You know, if you would have offered me a thousand dollars to say something nice about Lady Gaga yesterday, I would have told you to keep your money. I had never listened to a single thing she'd done, and had no intention of starting.

But, someone wants to interview me about Lady Gaga's latest song, "Judas" so I felt honor-bound to at least look at the song and find out how stupid it was so I could comment intelligently.

Now, the video has not yet been released, and I'm sure it will be horrific.
The release date (Easter) is chosen to maximize Catholic outrage and, therefore, generate free Catholic advertising for sales.

But, the lyrics.... well.... I'll let you be the judge on that.
I promise you, this is worth your time.

Here's how they start.
I'm in love with Judas, Judas

[Lady Gaga - Verse 1]
When he comes to me, I am ready
I'll wash his feet with my hair if he needs
Forgive him when his tongue lies through his brain
Even after three times, he betrays me.
"Typical vomit-inducing stupidity" thought I to myself. "This isn't going to be fun to wade through." Judas is the symbol for the worst betrayal and sin, so falling in love with Judas and parading that love is just raw ugly marketing to a depraved culture.
I'll bring him down, bring him down, down
A king with no crown, king with no crown
Now she's comparing Judas to Jesus.
On Easter.
Just lovely.
I'm just a Holy Fool, oh baby he's so cruel
But still I'm in love with Judas, baby
I'm just a Holy Fool, oh baby he's so cruel
But still I'm in love with Judas, baby

[Lady Gaga - Verse 2]
I couldn't love a man so purely
Even prophets forgave his crooked way
I've learned love is like a brick you can
Build a house or sink a dead body
Then we have this "love is like a brick"?
"You can build up with it or tear down with it..."
That's just stupid.
It shows a complete failure to understand love.

At this point, I'm dying, trying to figure out how I will be able to say anything but "this stinks."

Of course, she's not done.
After a few more of senseless repetitions about loving Judas, she goes on a journey of self-discovery.
I'm in love with Judas, Judas

In the most Biblical sense,
I am beyond repentance
Fame hooker, prostitute wench, vomits her mind
But in the cultural sense
I just speak in future tense
Judas kiss me if offenced,
Or wear an ear condom next time
So, she admits she's just doing what she does for fame, and essentially calls herself (in addition to a money-grubbing wench) a cultural, secular prophet.


And says if you don't like the way she's described herself, don't listen to her ("wear an ear condom"). Sadly, I'm reading the lyrics, honey. I'd have to put a towel over my eyes.

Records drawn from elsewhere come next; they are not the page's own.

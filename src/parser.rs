//! Text-to-value conversion primitives.
//!
//! Every conversion in this crate ends up in one of the parsers below. They work on
//! plain `&str` and report failures through [`ParseError`], whose message always
//! starts with `failed to parse`.

use regex::Regex;
use std::num::IntErrorKind;
use std::sync::LazyLock;

static INTEGER_PATTERN: LazyLock<Regex> = LazyLock::new(|| {
    Regex::new(r"^(?:(-)?(0x)?([0-9a-zA-Z]+)|((0x)?0))$").expect("integer pattern is valid")
});
static TRUTHY_PATTERN: LazyLock<Regex> =
    LazyLock::new(|| Regex::new(r"^(?:(t|T)(rue)?|1)$").expect("truthy pattern is valid"));
static FALSY_PATTERN: LazyLock<Regex> =
    LazyLock::new(|| Regex::new(r"^(?:(f|F)(alse)?|0)$").expect("falsy pattern is valid"));

/// Errors that can occur while converting a token into a typed value.
#[derive(Debug, Clone, PartialEq, Eq, thiserror::Error)]
pub enum ParseError {
    /// The token does not look like a value of the requested kind at all
    /// (e.g. `"number"` requested as an integer).
    #[error("failed to parse: {0} pattern mismatch")]
    PatternMismatch(&'static str),
    /// The token is well formed but its value does not fit the requested type.
    /// This includes negative values requested as an unsigned type.
    #[error("failed to parse: out of range")]
    OutOfRange,
    /// Any other failure of the underlying parser.
    #[error("failed to parse")]
    Unspecified,
}

/// Parse a boolean from one of `t`, `T`, `true`, `True`, `1` or
/// `f`, `F`, `false`, `False`, `0`. Matching is case sensitive.
pub fn parse_bool(text: &str) -> Result<bool, ParseError> {
    if TRUTHY_PATTERN.is_match(text) {
        Ok(true)
    } else if FALSY_PATTERN.is_match(text) {
        Ok(false)
    } else {
        Err(ParseError::PatternMismatch("boolean"))
    }
}

/// Integer types the integer parser can produce.
///
/// This is the bridge between [`parse_integer`] and the `from_str_radix` family of
/// the standard integer types.
pub trait Integer: Sized + Copy {
    /// `true` for the unsigned primitive types.
    const UNSIGNED: bool;
    /// The zero value of the type.
    const ZERO: Self;

    /// Same contract as the inherent `from_str_radix` of the primitive.
    fn from_str_radix(text: &str, radix: u32) -> Result<Self, std::num::ParseIntError>;
}

macro_rules! impl_integer {
    ($unsigned:expr => $($ty:ty),+) => {
        $(
            impl Integer for $ty {
                const UNSIGNED: bool = $unsigned;
                const ZERO: Self = 0;

                fn from_str_radix(text: &str, radix: u32) -> Result<Self, std::num::ParseIntError> {
                    <$ty>::from_str_radix(text, radix)
                }
            }
        )+
    };
}

impl_integer!(false => i8, i16, i32, i64, i128, isize);
impl_integer!(true => u8, u16, u32, u64, u128, usize);

/// Parse an integer: an optional `-`, an optional `0x` prefix selecting base 16,
/// then the digits.
///
/// ```
/// use line_commands::parser::{parse_integer, ParseError};
///
/// assert_eq!(parse_integer::<u8>("0xff"), Ok(255));
/// assert_eq!(parse_integer::<i32>("-0x0a"), Ok(-10));
/// assert_eq!(parse_integer::<u8>("0xffff"), Err(ParseError::OutOfRange));
/// ```
pub fn parse_integer<T: Integer>(text: &str) -> Result<T, ParseError> {
    let captures = INTEGER_PATTERN
        .captures(text)
        .ok_or(ParseError::PatternMismatch("integer"))?;

    // The second alternative only ever matches the bare zero forms.
    let Some(digits) = captures.get(3) else {
        return Ok(T::ZERO);
    };
    let negative = captures.get(1).is_some();
    let radix = if captures.get(2).is_some() { 16 } else { 10 };

    if negative && T::UNSIGNED {
        // Only `-0` fits into an unsigned type.
        let magnitude = T::from_str_radix(digits.as_str(), radix).map_err(int_error)?;
        return if digits.as_str().bytes().all(|b| b == b'0') {
            Ok(magnitude)
        } else {
            Err(ParseError::OutOfRange)
        };
    }

    let number = if negative {
        format!("-{}", digits.as_str())
    } else {
        digits.as_str().to_owned()
    };
    T::from_str_radix(&number, radix).map_err(int_error)
}

fn int_error(error: std::num::ParseIntError) -> ParseError {
    match error.kind() {
        IntErrorKind::PosOverflow | IntErrorKind::NegOverflow => ParseError::OutOfRange,
        _ => ParseError::Unspecified,
    }
}

/// Fallback textual parse for types outside the closed integer/boolean set.
#[cfg(feature = "float-parse")]
pub fn parse_textual<T: std::str::FromStr>(text: &str) -> Result<T, ParseError> {
    text.parse().map_err(|_| ParseError::Unspecified)
}

/// Convert plain text into any supported type.
///
/// Same conversion as [`crate::value::Value::parse`], usable without wrapping the
/// text into a value first.
pub fn parse_as<T: crate::value::FromValue>(text: &str) -> Result<T, ParseError> {
    T::from_text(text)
}

#[cfg(test)]
mod tests {
    use super::*;

    #[test]
    fn test_parse_integers() {
        assert_eq!(parse_integer::<i32>("1"), Ok(1));
        assert_eq!(parse_integer::<u8>("0xff"), Ok(255));
        assert_eq!(parse_integer::<i32>("-10"), Ok(-10));
        assert_eq!(parse_integer::<i32>("-0x0a"), Ok(-0x0a));
        assert_eq!(parse_integer::<u64>("0"), Ok(0));
        assert_eq!(parse_integer::<u64>("0x0"), Ok(0));
        assert_eq!(parse_integer::<i8>("-128"), Ok(-128));
        assert_eq!(parse_integer::<u16>("0xABCD"), Ok(0xabcd));
    }

    #[test]
    fn test_parse_integer_out_of_range() {
        assert_eq!(parse_integer::<u8>("0xffff"), Err(ParseError::OutOfRange));
        assert_eq!(parse_integer::<u8>("256"), Err(ParseError::OutOfRange));
        assert_eq!(parse_integer::<i8>("-129"), Err(ParseError::OutOfRange));
        // negative values never fit into unsigned types
        assert_eq!(parse_integer::<u32>("-1"), Err(ParseError::OutOfRange));
        assert_eq!(parse_integer::<usize>("-0x10"), Err(ParseError::OutOfRange));
        assert_eq!(parse_integer::<u32>("-0"), Ok(0));
    }

    #[test]
    fn test_parse_integer_mismatch() {
        assert_eq!(
            parse_integer::<i32>("number!"),
            Err(ParseError::PatternMismatch("integer"))
        );
        assert_eq!(parse_integer::<i32>(""), Err(ParseError::PatternMismatch("integer")));
        assert_eq!(parse_integer::<i32>("+5"), Err(ParseError::PatternMismatch("integer")));
        assert_eq!(parse_integer::<i32>("1 2"), Err(ParseError::PatternMismatch("integer")));
    }

    #[test]
    fn test_parse_integer_alphanumeric_is_not_silently_accepted() {
        // Matches the lexical pattern, but is not a number in base 10.
        assert_eq!(parse_integer::<i32>("number"), Err(ParseError::Unspecified));
        assert_eq!(parse_integer::<i32>("12ab"), Err(ParseError::Unspecified));
        assert_eq!(parse_integer::<i32>("0xfg"), Err(ParseError::Unspecified));
        assert_eq!(parse_integer::<i32>("0x"), Err(ParseError::Unspecified));
    }

    #[test]
    fn test_parse_bool() {
        for text in ["1", "t", "T", "true", "True"] {
            assert_eq!(parse_bool(text), Ok(true), "{text}");
        }
        for text in ["0", "f", "F", "false", "False"] {
            assert_eq!(parse_bool(text), Ok(false), "{text}");
        }
        for text in ["foobar", "TRUE", "yes", "", "truee", "01"] {
            assert_eq!(
                parse_bool(text),
                Err(ParseError::PatternMismatch("boolean")),
                "{text}"
            );
        }
    }

    #[test]
    fn test_error_messages() {
        assert_eq!(
            ParseError::PatternMismatch("integer").to_string(),
            "failed to parse: integer pattern mismatch"
        );
        assert_eq!(
            ParseError::PatternMismatch("boolean").to_string(),
            "failed to parse: boolean pattern mismatch"
        );
        assert_eq!(ParseError::OutOfRange.to_string(), "failed to parse: out of range");
        assert_eq!(ParseError::Unspecified.to_string(), "failed to parse");
    }

    #[test]
    fn test_parse_as() {
        assert_eq!(parse_as::<u16>("0xffff"), Ok(u16::MAX));
        assert_eq!(parse_as::<String>("dummy"), Ok("dummy".to_string()));
        assert!(parse_as::<i32>("number").is_err());
    }

    #[cfg(feature = "float-parse")]
    #[test]
    fn test_parse_textual() {
        assert_eq!(parse_as::<f32>("1.2"), Ok(1.2f32));
        assert_eq!(parse_as::<f64>("number"), Err(ParseError::Unspecified));
    }
}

Now, there's an implication in that stanza that the whole of society is headed down the crapper and she's just imitating it or it is imitating her - which it is, is not clear.

And, up to this point, I'm intending to write all of this off as pretentious crap.
But then .... then she throws this in:
I wanna love you,
But something's pulling me away from you
Jesus is my virtue,
And Judas is the demon I cling to
I cling to.
"And now," think I to myself think I, "I can't believe I'm saying this, but I may have to apologize to Lady Gaga. Maybe I mis-judged her. Maybe she understands things a lot better than I thought she did."
I'm just a Holy Fool, oh baby he's so cruel
But still I'm in love with Judas, baby
I'm just a Holy Fool, oh baby he's so cruel
But still I'm in love with Judas, baby

I'm in love with Judas, Judas

I'm in love with Judas, Judas

Judas! Juda-as Judas! Juda-as
Judas! Juda-as Judas! GAGA
Isn't this song the story of our lives?
Insofar as any of us commits a sin, isn't it the case that we are ALL in love with Judas?

We cling to Judas even after "he betrays" us.
Our sins betray us.
Our sins never bring us the happiness they promise, but we cling to them wash their feet with our hair, love them to death.
Our death.

And that's what she means by "love being a brick" in the prior stanza.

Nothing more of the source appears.